With so many sectors making use of deep learning, the driving force — algorithms have to be efficient for the neural networks to learn faster and achieve better results. Optimisation techniques become the centrepiece of deep learning algorithms when one expects better and faster results from the neural networks, and the choice between these optimisation algorithms techniques can make a huge difference between waiting for hours or days for excellent accuracy.
With limitless applications and a wide variety of researched topics on optimisation algorithms, here we highlight a few essential points taken from a well-written paper.
If one had to explain gradient descent in simple words, it is a process of training the neural network so that the difference between the desired value and the output is minimum. Gradient descent, aka backpropagation, involves two steps, firstly, calculating the loss function and secondly, updating the parameters in response to the gradients, and this is how the descent is done. This cycle is then repeated until one gets the minimum loss function.
Let’s discuss the gradient computation by backpropagation and convergence analysis for this Gradient Descent (GD).
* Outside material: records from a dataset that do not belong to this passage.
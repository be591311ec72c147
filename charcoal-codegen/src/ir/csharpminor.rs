//! The Csharpminor intermediate representation.
//!
//! C types are gone. Expressions are untyped machine computations; memory
//! is accessed through explicitly chunked loads and stores; operators carry
//! their own typing (`Oadd` vs `Oaddl` vs `Oaddf`). Variables come in three
//! forms: `Evar` denotes the address of a stack-resident named local,
//! `Eaddrof` the address of a global, and `Etempvar` reads a numbered
//! temporary. Loops have been lowered to `Sblock`/`Sloop`/`Sexit` with
//! de Bruijn exit depths; `switch` still carries labelled fall-through
//! arms.

use crate::ir::data::DataItem;
use crate::ir::ops::{Binop, Const, Unop};
use crate::ir::types::{Builtin, Chunk, Signature, Temp, Type};
use crate::symbols::Symbol;
use core::fmt;

/// A Csharpminor expression.
#[derive(Clone, Debug, PartialEq)]
pub enum Expr {
    /// A constant.
    Econst(Const),
    /// The address of the stack-resident local `sym`.
    Evar(Symbol),
    /// The address of the global `sym`.
    Eaddrof(Symbol),
    /// The value of a temporary.
    Etempvar(Temp),
    /// Unary operation.
    Eunop(Unop, Box<Expr>),
    /// Binary operation.
    Ebinop(Binop, Box<Expr>, Box<Expr>),
    /// Chunked load from the address computed by the sub-expression.
    Eload(Chunk, Box<Expr>),
}

/// One arm of a `switch`: `None` labels `default`; arms fall through.
#[derive(Clone, Debug, PartialEq)]
pub struct SwitchCase {
    /// Case value, or `None` for `default`.
    pub value: Option<i64>,
    /// The arm's body.
    pub body: Stmt,
}

/// A Csharpminor statement.
#[derive(Clone, Debug, PartialEq)]
pub enum Stmt {
    /// Do nothing.
    Sskip,
    /// Assign to a temporary.
    Sset(Temp, Expr),
    /// Chunked store: `chunk[addr] = value`.
    Sstore(Chunk, Expr, Expr),
    /// Call through a function address.
    Scall(Option<Temp>, Signature, Expr, Vec<Expr>),
    /// Builtin invocation.
    Sbuiltin(Option<Temp>, Builtin, Vec<Expr>),
    /// Sequencing.
    Sseq(Box<Stmt>, Box<Stmt>),
    /// Conditional on a nonzero 32-bit integer.
    Sifthenelse(Expr, Box<Stmt>, Box<Stmt>),
    /// Infinite loop.
    Sloop(Box<Stmt>),
    /// An exit target: `Sexit` jumps past the end of an enclosing block.
    Sblock(Box<Stmt>),
    /// Jump past the `n`-th enclosing block, 0 being the nearest. The
    /// selected arm of a `switch` counts as one enclosing block.
    Sexit(u32),
    /// C `switch` with fall-through arms. The flag selects 64-bit
    /// comparison of the scrutinee.
    Sswitch(bool, Expr, Vec<SwitchCase>),
    /// Return, optionally with a value.
    Sreturn(Option<Expr>),
    /// A labelled statement.
    Slabel(Symbol, Box<Stmt>),
    /// Jump to a label in the same function.
    Sgoto(Symbol),
}

impl Stmt {
    /// Sequence two statements, dropping skips.
    pub fn seq(a: Stmt, b: Stmt) -> Stmt {
        match (a, b) {
            (Stmt::Sskip, b) => b,
            (a, Stmt::Sskip) => a,
            (a, b) => Stmt::Sseq(Box::new(a), Box::new(b)),
        }
    }
}

/// A stack-resident local variable.
#[derive(Clone, Copy, Debug, PartialEq, Eq)]
pub struct Var {
    /// Name.
    pub name: Symbol,
    /// Size in bytes.
    pub size: i64,
    /// Required alignment in bytes.
    pub align: i64,
}

/// A Csharpminor function.
#[derive(Clone, Debug)]
pub struct Function {
    /// Machine-level signature.
    pub sig: Signature,
    /// Temporaries receiving the parameters, in order.
    pub params: Vec<Temp>,
    /// Stack-resident locals.
    pub vars: Vec<Var>,
    /// All temporaries with their machine types, indexed by [`Temp`].
    pub temps: Vec<(Temp, Type)>,
    /// The body.
    pub body: Stmt,
}

impl Function {
    /// Allocate a fresh temporary of type `ty`.
    pub fn new_temp(&mut self, ty: Type) -> Temp {
        let t = Temp::from_u32(self.temps.len() as u32);
        self.temps.push((t, ty));
        t
    }

    /// The machine type of temporary `t`.
    pub fn temp_type(&self, t: Temp) -> Type {
        self.temps[t.as_u32() as usize].1
    }
}

/// A complete Csharpminor program.
#[derive(Clone, Debug, Default)]
pub struct Program {
    /// Lowered global variables, in declaration order (hoisted string
    /// literals last).
    pub globals: Vec<(Symbol, DataItem)>,
    /// Function definitions.
    pub functions: Vec<(Symbol, Function)>,
    /// External functions with their signatures.
    pub externals: Vec<(Symbol, Signature)>,
}

impl fmt::Display for Expr {
    fn fmt(&self, f: &mut fmt::Formatter) -> fmt::Result {
        match self {
            Expr::Econst(c) => write!(f, "{}", c),
            Expr::Evar(x) => write!(f, "&{}", x),
            Expr::Eaddrof(g) => write!(f, "&\"{}\"", g),
            Expr::Etempvar(t) => write!(f, "{}", t),
            Expr::Eunop(op, a) => write!(f, "{}({})", op, a),
            Expr::Ebinop(op, a, b) => write!(f, "({} {} {})", a, op, b),
            Expr::Eload(chunk, addr) => write!(f, "{}[{}]", chunk, addr),
        }
    }
}

impl fmt::Display for Function {
    fn fmt(&self, f: &mut fmt::Formatter) -> fmt::Result {
        write!(f, "(")?;
        for (i, t) in self.params.iter().enumerate() {
            if i != 0 {
                write!(f, ", ")?;
            }
            write!(f, "{}: {}", t, self.temp_type(*t))?;
        }
        match self.sig.ret {
            None => writeln!(f, "): void"),
            Some(ty) => writeln!(f, "): {}", ty),
        }?;
        writeln!(f, "{{")?;
        for v in &self.vars {
            writeln!(f, "  var {}[{}, align {}];", v.name, v.size, v.align)?;
        }
        write_stmt(f, &self.body, 2)?;
        writeln!(f, "}}")
    }
}

fn write_stmt(f: &mut fmt::Formatter, s: &Stmt, indent: usize) -> fmt::Result {
    let pad = |f: &mut fmt::Formatter| write!(f, "{:1$}", "", indent);
    match s {
        Stmt::Sskip => {
            pad(f)?;
            writeln!(f, "skip;")
        }
        Stmt::Sset(t, e) => {
            pad(f)?;
            writeln!(f, "{} = {};", t, e)
        }
        Stmt::Sstore(chunk, addr, val) => {
            pad(f)?;
            writeln!(f, "{}[{}] = {};", chunk, addr, val)
        }
        Stmt::Scall(dest, sig, callee, args) => {
            pad(f)?;
            if let Some(t) = dest {
                write!(f, "{} = ", t)?;
            }
            write!(f, "{}(", callee)?;
            for (i, a) in args.iter().enumerate() {
                if i != 0 {
                    write!(f, ", ")?;
                }
                write!(f, "{}", a)?;
            }
            writeln!(f, ") {};", sig)
        }
        Stmt::Sbuiltin(dest, b, args) => {
            pad(f)?;
            if let Some(t) = dest {
                write!(f, "{} = ", t)?;
            }
            write!(f, "{}(", b)?;
            for (i, a) in args.iter().enumerate() {
                if i != 0 {
                    write!(f, ", ")?;
                }
                write!(f, "{}", a)?;
            }
            writeln!(f, ");")
        }
        Stmt::Sseq(a, b) => {
            write_stmt(f, a, indent)?;
            write_stmt(f, b, indent)
        }
        Stmt::Sifthenelse(c, a, b) => {
            pad(f)?;
            writeln!(f, "if ({}) {{", c)?;
            write_stmt(f, a, indent + 2)?;
            pad(f)?;
            writeln!(f, "}} else {{")?;
            write_stmt(f, b, indent + 2)?;
            pad(f)?;
            writeln!(f, "}}")
        }
        Stmt::Sloop(body) => {
            pad(f)?;
            writeln!(f, "loop {{")?;
            write_stmt(f, body, indent + 2)?;
            pad(f)?;
            writeln!(f, "}}")
        }
        Stmt::Sblock(body) => {
            pad(f)?;
            writeln!(f, "block {{")?;
            write_stmt(f, body, indent + 2)?;
            pad(f)?;
            writeln!(f, "}}")
        }
        Stmt::Sexit(n) => {
            pad(f)?;
            writeln!(f, "exit {};", n)
        }
        Stmt::Sswitch(is_long, e, cases) => {
            pad(f)?;
            writeln!(f, "{} ({}) {{", if *is_long { "switchl" } else { "switch" }, e)?;
            for case in cases {
                pad(f)?;
                match case.value {
                    Some(v) => writeln!(f, "case {}:", v)?,
                    None => writeln!(f, "default:")?,
                }
                write_stmt(f, &case.body, indent + 2)?;
            }
            pad(f)?;
            writeln!(f, "}}")
        }
        Stmt::Sreturn(None) => {
            pad(f)?;
            writeln!(f, "return;")
        }
        Stmt::Sreturn(Some(e)) => {
            pad(f)?;
            writeln!(f, "return {};", e)
        }
        Stmt::Slabel(l, s) => {
            writeln!(f, "{}:", l)?;
            write_stmt(f, s, indent)
        }
        Stmt::Sgoto(l) => {
            pad(f)?;
            writeln!(f, "goto {};", l)
        }
    }
}

impl fmt::Display for Program {
    fn fmt(&self, f: &mut fmt::Formatter) -> fmt::Result {
        for (name, g) in &self.globals {
            let kind = if g.readonly { "readonly " } else { "" };
            writeln!(f, "{}var \"{}\"[{}, align {}]", kind, name, g.size, g.align)?;
        }
        for (name, sig) in &self.externals {
            writeln!(f, "extern \"{}\"{}", name, sig)?;
        }
        for (name, func) in &self.functions {
            write!(f, "\"{}\"{}", name, func)?;
        }
        Ok(())
    }
}

#[cfg(test)]
mod tests {
    use super::*;
    use crate::ir::types::Comparison;
    use crate::symbols::symbol;

    #[test]
    fn seq_drops_skips() {
        let s = Stmt::seq(Stmt::Sskip, Stmt::Sexit(0));
        assert_eq!(s, Stmt::Sexit(0));
        let s = Stmt::seq(Stmt::Sexit(1), Stmt::Sskip);
        assert_eq!(s, Stmt::Sexit(1));
    }

    #[test]
    fn expr_display() {
        let e = Expr::Ebinop(
            Binop::Ocmpu(Comparison::Lt),
            Box::new(Expr::Etempvar(Temp::from_u32(1))),
            Box::new(Expr::Econst(Const::Ointconst(10))),
        );
        assert_eq!(e.to_string(), "($1 <u 10)");
        let l = Expr::Eload(Chunk::Int32, Box::new(Expr::Evar(symbol("x"))));
        assert_eq!(l.to_string(), "int32[&x]");
    }
}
Backprop is an abbreviation for “backward propagation of errors”. It is used in conjunction with gradient descent which means the practical implementation of the gradient computation. Backpropagation (BP) was an important finding in the history of neural networks.
This method calculates the gradient loss function taking weights in the network into account. This gradient is fed to the optimisation method, which updates the weights of the existing ones to minimise the loss function. Backpropagation has been used to calculate the loss function and to do that it requires a known output or the desired output for each input value.
Backpropagation has found its applications in areas like classification problems, function approximation, time-space approximation, time-series prediction, face recognition, ALVINN- Enhancing training, etc.
A neural network model in which each neuron performs a threshold logic function, the model always converges to a state of stability while operating in a serial mode and to a cycle of the length of the two while operating in full parallel mode. So, there are mainly two types of convergence results for gradient descent. If all the iterates are bounded, then GD with a proper constant step size converges.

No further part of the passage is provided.